A few of de la Mare’s tales for adults would possibly simply be labeled allegorical fantasies, notably “The Vats,” by which a pair of hikers uncover the massive cisterns by which Time is saved, or “The Creatures,” by which the narrator loses his means and wanders briefly right into a pastoral model of the biblical Eden. However at the least a dozen—headed by “Seaton’s Aunt,” “All Hallows,” “A Recluse,” “Crewe,” and “Out of the Deep”—guarantee de la Mare’s place as crucial English writer of ghost tales and peculiar tales of the interwar a long time. Their overarching theme is, to cite Dylan Thomas once more, “the imminence of non secular hazard.”
“Seaton’s Aunt” is rightly its writer’s most well-known story. In it, Withers—a reputation applicable to its possessor’s austere, unimaginative persona—recounts three visits to the house of Arthur Seaton, the primary when they’re classmates at boarding faculty, a second to have a good time Seaton’s engagement, after which a 3rd just a few months later. On every of those visits Withers meets Seaton’s aunt, who strikes him as each exceedingly solicitous and viscerally unsettling. Her nephew nearly hysterically claims she’s in league with the satan, insisting that she hates youth and vitality, that her home is stuffed with spirits, and that the monstrous creature by no means sleeps.
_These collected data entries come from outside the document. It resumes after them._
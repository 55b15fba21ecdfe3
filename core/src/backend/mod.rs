pub mod k8s;
pub mod local;

use anyhow::Result;
use async_trait::async_trait;
use serde::{Deserialize, Serialize};
use std::sync::Arc;

use crate::node_client::NodeClient;
use crate::types::{BackendKind, BootstrapEndpoint, DeploymentDescriptor, NodeHandle};

pub use k8s::{K8sBackend, K8sBackendConfig};
pub use local::{LocalBackend, LocalBackendConfig, NodePorts, PortAllocator};

/// An execution environment that turns descriptors into running nodes.
///
/// Implementations must be safe to call concurrently: the orchestrator runs
/// one task per node for submission and health polling.
#[async_trait]
pub trait Backend: Send + Sync {
    fn kind(&self) -> BackendKind;

    /// Create the node described by `descriptor`.
    async fn submit(&self, descriptor: &DeploymentDescriptor) -> Result<NodeHandle>;

    /// One level-triggered health probe. `Ok(false)` means not ready yet.
    async fn check_health(&self, handle: &NodeHandle) -> Result<bool>;

    /// The identity and staking address dependents should bootstrap from.
    async fn bootstrap_endpoint(&self, handle: &NodeHandle) -> Result<BootstrapEndpoint>;

    async fn teardown(&self, handle: &NodeHandle) -> Result<()>;
}

/// Backend selection, keyed by backend identifier.
#[derive(Debug, Clone, Serialize, Deserialize)]
#[serde(rename_all = "lowercase")]
pub enum BackendConfig {
    K8s(K8sBackendConfig),
    Local(LocalBackendConfig),
}

impl BackendConfig {
    pub fn kind(&self) -> BackendKind {
        match self {
            Self::K8s(_) => BackendKind::K8s,
            Self::Local(_) => BackendKind::Local,
        }
    }

    pub fn into_backend(self) -> Result<Arc<dyn Backend>> {
        Ok(match self {
            Self::K8s(config) => Arc::new(K8sBackend::new(config)?),
            Self::Local(config) => Arc::new(LocalBackend::new(config)?),
        })
    }
}

/// Ask a node for its ID and pair it with the staking address the backend assigned.
async fn discover_endpoint(client: &NodeClient, handle: &NodeHandle) -> Result<BootstrapEndpoint> {
    let node_id = client.node_id().await?;
    Ok(BootstrapEndpoint {
        node_id,
        address: handle.staking_address.clone(),
    })
}

fn http_client(timeout_ms: u64) -> Result<reqwest::Client> {
    use anyhow::Context;

    reqwest::Client::builder()
        .timeout(std::time::Duration::from_millis(timeout_ms))
        .build()
        .context("Failed to create HTTP client")
}
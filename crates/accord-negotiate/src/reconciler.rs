//! Phase 2: reconcile local plan state against peers' snapshots.

use accord_core::{AccordError, Result, SubtaskId, TaskSet};
use accord_planner::{grouping_claim, strongest_alternative, BiddingStrategy, PlannerConfig};
use accord_state::{LocalPlanState, PlanSnapshot};
use tracing::debug;

use crate::rules::{decide, Action};

/// Slack for comparing arrival times.
const TIME_EPSILON: f64 = 1e-9;

/// What one reconciliation pass did to the local state.
#[derive(Debug, Clone, Default, PartialEq)]
pub struct ReconcileOutcome {
    /// Subtasks whose record was replaced by a peer's.
    pub updates: usize,
    /// Subtasks whose record was cleared.
    pub resets: usize,
    /// Bundle entries released, in release order.
    pub released: Vec<SubtaskId>,
    /// Bundle entries found violating a dependency or timing constraint.
    pub violations: usize,
    /// `(subtask, peer)` pairs whose winner or bid still disagree afterwards.
    pub discrepancies: usize,
    /// True if any local record, bundle or path entry changed.
    pub changed: bool,
}

impl ReconcileOutcome {
    /// Nothing changed and every peer agrees.
    pub fn is_clean(&self) -> bool {
        !self.changed && self.violations == 0 && self.discrepancies == 0
    }
}

/// Applies the rule table, then re-checks the constraints on held entries.
#[derive(Debug, Clone)]
pub struct Reconciler {
    config: PlannerConfig,
}

impl Reconciler {
    pub fn new(config: PlannerConfig) -> Self {
        Self { config }
    }

    pub fn config(&self) -> &PlannerConfig {
        &self.config
    }

    /// Reconcile `state` against every snapshot received in `round`.
    ///
    /// Snapshots are applied in sender order so the result does not depend on
    /// arrival order. The agent's own snapshot, if present, is skipped.
    pub fn reconcile(
        &self,
        tasks: &TaskSet,
        state: &mut LocalPlanState,
        snapshots: &[PlanSnapshot],
        round: u64,
    ) -> Result<ReconcileOutcome> {
        if state.len() != tasks.len() {
            return Err(AccordError::Internal(format!(
                "plan state tracks {} subtasks but the task set has {}",
                state.len(),
                tasks.len()
            )));
        }
        for snapshot in snapshots {
            snapshot.validate(state.len())?;
        }

        let me = state.owner();
        let mut peers: Vec<&PlanSnapshot> = snapshots.iter().filter(|s| s.sender != me).collect();
        peers.sort_by_key(|s| s.sender);

        let mut outcome = ReconcileOutcome::default();
        for peer in &peers {
            for sub in tasks.incomplete() {
                let j = sub.id();
                let Some(theirs) = peer.record(j) else {
                    continue;
                };
                let before = state.record(j).clone();

                match decide(me, peer.sender, &before, theirs) {
                    Action::Leave => continue,
                    Action::Update => {
                        outcome.released.extend(state.release_from(j, round));
                        state.adopt(j, theirs);
                        if before.winner.is(me) && !state.winner(j).is(me) {
                            let permissions = &mut state.entry_mut(j).permissions;
                            permissions.total = permissions.total.saturating_sub(1);
                            debug!(
                                "Agent {} outbid on {} by {} ({:.3} -> {:.3})",
                                me, j, peer.sender, before.bid, theirs.bid
                            );
                        }
                        outcome.updates += 1;
                    }
                    Action::Reset => {
                        outcome.released.extend(state.release_from(j, round));
                        state.reset(j, round);
                        outcome.resets += 1;
                    }
                }
                if *state.record(j) != before {
                    outcome.changed = true;
                }
            }
        }

        self.enforce_constraints(tasks, state, round, &mut outcome);
        state.refresh_coalitions(tasks);

        outcome.discrepancies = peers
            .iter()
            .map(|peer| {
                tasks
                    .incomplete()
                    .filter(|sub| {
                        peer.record(sub.id())
                            .is_some_and(|theirs| !state.record(sub.id()).agrees_with(theirs))
                    })
                    .count()
            })
            .sum();
        if !outcome.released.is_empty() {
            outcome.changed = true;
        }

        Ok(outcome)
    }

    /// Re-check dependency, timing and mutual-exclusion constraints on every
    /// entry still in the bundle, releasing the ones that no longer hold.
    pub fn enforce_constraints(
        &self,
        tasks: &TaskSet,
        state: &mut LocalPlanState,
        round: u64,
        outcome: &mut ReconcileOutcome,
    ) {
        let held = state.bundle().to_vec();
        for j in held {
            if !state.in_bundle(j) {
                continue;
            }

            let partners = tasks.coalition_partners(j);
            let satisfied = partners
                .iter()
                .filter(|&&u| state.winner(u).is_some())
                .count();
            let arrival = state.record(j).arrival;
            let timely = partners.iter().all(|&u| {
                match (state.winner(u).is_some(), tasks.time_limit(j, u)) {
                    (true, Some(limit)) => arrival + TIME_EPSILON >= state.record(u).arrival - limit,
                    _ => true,
                }
            });

            if satisfied == partners.len() && timely {
                state.entry_mut(j).violations = 0;
            } else {
                let optimistic = self.config.strategy == BiddingStrategy::Optimistic
                    && state.entry(j).permissions.allows_optimistic();
                if optimistic {
                    outcome.violations += 1;
                    let entry = state.entry_mut(j);
                    entry.violations += 1;
                    if entry.violations <= self.config.max_violations {
                        continue;
                    }
                    entry.violations = 0;
                    entry.permissions.consume(satisfied);
                }
                debug!(
                    "Agent {} dropping {} ({}/{} partners, timely: {})",
                    state.owner(),
                    j,
                    satisfied,
                    partners.len(),
                    timely
                );
                outcome.released.extend(state.release_from(j, round));
                continue;
            }

            if let Some((claim, alternative_lowest)) = strongest_alternative(tasks, state, j) {
                let own = grouping_claim(tasks, state, j);
                let own_lowest = partners.iter().copied().chain([j]).min().unwrap_or(j);
                if claim > own || (claim == own && alternative_lowest < own_lowest) {
                    debug!(
                        "Agent {} yielding {} to an exclusive grouping ({:.3} vs {:.3})",
                        state.owner(),
                        j,
                        claim,
                        own
                    );
                    outcome.released.extend(state.release_from(j, round));
                }
            }
        }
    }
}

/// Counts consecutive clean rounds towards convergence.
#[derive(Debug, Clone, Copy, PartialEq, Eq)]
pub struct ConvergenceTracker {
    required: u32,
    clean: u32,
}

impl ConvergenceTracker {
    /// Converge after `required` consecutive clean rounds.
    pub fn new(required: u32) -> Self {
        Self { required, clean: 0 }
    }

    /// Record one round. A round is clean when bundle building inserted
    /// nothing and reconciliation left everything as it was.
    /// Returns whether the agent is now converged.
    pub fn observe(&mut self, inserted: bool, outcome: &ReconcileOutcome) -> bool {
        if !inserted && outcome.is_clean() {
            self.clean = self.clean.saturating_add(1);
        } else {
            self.clean = 0;
        }
        self.is_converged()
    }

    pub fn is_converged(&self) -> bool {
        self.clean >= self.required
    }

    pub fn clean_rounds(&self) -> u32 {
        self.clean
    }

    pub fn reset(&mut self) {
        self.clean = 0;
    }
}
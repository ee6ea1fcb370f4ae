//! Fleet engine: runs every agent's consensus session concurrently, then
//! executes the agreed assignments and starts the next planning cycle.

use accord_core::AccordError;
use accord_negotiate::{ConsensusSession, ExecutionHandoff, InMemoryBus, SessionConfig};
use accord_planner::{CcbbaPlanner, PlannerConfig};
use accord_state::LocalPlanState;
use chrono::{DateTime, Utc};
use futures::future::join_all;
use serde::Serialize;
use tracing::{error, info, warn};

use crate::config::NodeConfig;
use crate::state::FleetState;

/// Outcome of one plan-and-execute cycle.
#[derive(Debug, Clone, Serialize)]
pub struct CycleSummary {
    pub cycle: u32,
    /// Subtasks assigned across the fleet.
    pub assigned: usize,
    /// Rounds the longest session took.
    pub rounds: u64,
    /// Every session finished by global convergence.
    pub converged: bool,
    pub started_at: DateTime<Utc>,
    pub finished_at: DateTime<Utc>,
}

/// The fleet engine.
pub struct Engine {
    state: FleetState,
    planner: PlannerConfig,
    session: SessionConfig,
    cycles: u32,
}

impl Engine {
    pub fn new(state: FleetState, config: &NodeConfig) -> Self {
        Self {
            state,
            planner: config.planner.clone(),
            session: config.session.clone(),
            cycles: config.cycles,
        }
    }

    /// Plan and execute until every task is done, nothing more is assigned,
    /// a cycle fails to converge, or the cycle limit is reached.
    pub async fn run(&self) -> anyhow::Result<Vec<CycleSummary>> {
        info!(
            "🔧 Engine started: {} agents, {} subtasks",
            self.state.agents.len(),
            self.state.tasks.len()
        );

        let mut summaries = Vec::new();
        for cycle in 1..=self.cycles {
            if self.state.all_complete() {
                info!("🏁 All tasks complete");
                break;
            }

            let summary = self.run_cycle(cycle).await?;
            let stop = summary.assigned == 0 || !summary.converged;
            if summary.assigned == 0 {
                info!("🏁 Cycle {} assigned nothing", cycle);
            }
            summaries.push(summary);
            if stop {
                break;
            }
        }
        Ok(summaries)
    }

    /// Run one planning cycle over a fresh bus and execute its result.
    async fn run_cycle(&self, cycle: u32) -> anyhow::Result<CycleSummary> {
        info!("📋 Starting planning cycle {}", cycle);
        let started_at = Utc::now();
        let ids = self.state.agent_ids();
        let endpoints = InMemoryBus::connect(&ids);

        let mut handles = Vec::with_capacity(ids.len());
        for (profile, endpoint) in self.state.agents.iter().cloned().zip(endpoints) {
            let carried = self.state.take_plan(profile.id).await;
            let planner = CcbbaPlanner::with_config(profile, self.planner.clone());
            let mut session = ConsensusSession::new(
                planner,
                endpoint,
                self.state.tasks.clone(),
                &ids,
                self.session.clone(),
            )?
            .with_cycle(cycle);
            if let Some(plan) = carried {
                session = session.with_plan_state(plan)?;
            }

            handles.push(tokio::spawn(async move {
                let outcome = session.run().await;
                match outcome {
                    Ok(handoff) => Ok((handoff, session.into_plan_state())),
                    Err(e) => {
                        let agent = session.agent();
                        if let Err(leave_err) = session.leave(e.to_string()).await {
                            error!("Agent {} could not announce departure: {}", agent, leave_err);
                        }
                        Err(e)
                    }
                }
            }));
        }

        let mut results: Vec<(ExecutionHandoff, LocalPlanState)> = Vec::with_capacity(handles.len());
        for joined in join_all(handles).await {
            let outcome: Result<_, AccordError> = joined?;
            match outcome {
                Ok(result) => results.push(result),
                Err(e) => {
                    error!("❌ Session failed in cycle {}: {}", cycle, e);
                    return Err(e.into());
                }
            }
        }

        let converged = results.iter().all(|(handoff, _)| handoff.converged);
        let rounds = results.iter().map(|(h, _)| h.rounds).max().unwrap_or(0);
        let assigned = results.iter().map(|(h, _)| h.path.len()).sum();

        if converged {
            for (handoff, _) in &results {
                self.execute(handoff)?;
            }
        } else {
            warn!(
                "Cycle {} stopped after {} rounds without global convergence; nothing executed",
                cycle, rounds
            );
        }

        for (handoff, mut plan) in results {
            if converged {
                plan.commit_cycle();
                self.state.record_handoff(handoff).await;
            }
            self.state.store_plan(plan).await;
        }

        info!(
            "✅ Cycle {} agreed on {} subtasks in {} rounds",
            cycle, assigned, rounds
        );
        Ok(CycleSummary {
            cycle,
            assigned,
            rounds,
            converged,
            started_at,
            finished_at: Utc::now(),
        })
    }

    /// Mark every subtask on a handoff's path performed.
    fn execute(&self, handoff: &ExecutionHandoff) -> anyhow::Result<()> {
        if handoff.is_empty() {
            return Ok(());
        }
        info!(
            "🚀 Agent {} executing {} subtasks",
            handoff.agent,
            handoff.path.len()
        );
        for (&j, arrival) in handoff.path.iter().zip(&handoff.arrival_times) {
            let closed = self.state.tasks.mark_complete(j)?;
            info!(
                "  📌 {} ({}) at t={:.2}, closing {} subtasks",
                j,
                self.state.tasks.subtask(j).name(),
                arrival,
                closed.len()
            );
        }
        Ok(())
    }
}
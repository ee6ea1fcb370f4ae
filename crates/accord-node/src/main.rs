//! # Accord Node
//!
//! Runs a fleet of agents, each as its own consensus session over an
//! in-memory bus, and prints the executed assignments as JSON.
//!
//! Usage: `accord-node [config.json]`

use tracing::info;
use tracing_subscriber::EnvFilter;

mod config;
mod engine;
mod scenario;
mod state;

use config::NodeConfig;
use engine::Engine;
use state::FleetState;

#[tokio::main]
async fn main() -> anyhow::Result<()> {
    tracing_subscriber::fmt()
        .with_env_filter(EnvFilter::try_from_default_env().unwrap_or_else(|_| EnvFilter::new("info")))
        .init();

    info!("🚀 Accord node starting...");

    let config = match std::env::args().nth(1) {
        Some(path) => {
            info!("Loading configuration from {}", path);
            NodeConfig::load(path)?
        }
        None => NodeConfig::default(),
    };
    config.validate()?;

    let state = FleetState::from_scenario(&config.scenario())?;
    let engine = Engine::new(state.clone(), &config);
    let summaries = engine.run().await?;

    for summary in &summaries {
        info!(
            "Cycle {}: {} subtasks in {} rounds (converged: {})",
            summary.cycle, summary.assigned, summary.rounds, summary.converged
        );
    }

    for agent in state.agents.iter() {
        let executed: usize = state
            .handoffs_for(agent.id)
            .await
            .iter()
            .map(|h| h.path.len())
            .sum();
        let history = state
            .get_plan(agent.id)
            .await
            .map_or(0, |plan| plan.overall_path().len());
        info!(
            "Agent {} ({}) executed {} subtasks, {} in its history",
            agent.name, agent.id, executed, history
        );
    }

    let report = serde_json::json!({
        "cycles": summaries,
        "handoffs": state.handoffs().await,
    });
    println!("{}", serde_json::to_string_pretty(&report)?);

    Ok(())
}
Is Seaton’s aunt truly a vampiric demon, or simply an outdated girl envious of the bloom and vitality she has misplaced or by no means had? Or may Seaton himself be psychologically unbalanced and wrongly vilifying a well-meaning relative? Questions on credence roil the story’s interpretation. Even when we assume that Withers might be trusted as a narrator, his experiences are filtered by Arthur’s fearfulness and anxiousness. Each seemingly uncanny component may very well be defined, or defined away, as pure. Would possibly “Seaton’s Aunt” truly be a research of ageism and elder abuse?
Regardless of the case, de la Mare repeatedly suggests one thing witchy concerning the outdated girl:
There was a silvery star sample sprinkled on her black silk costume, and even from the bottom I may see the immense coils of her hair and the rings on her left hand which was held fingering the small jet buttons of her bodice.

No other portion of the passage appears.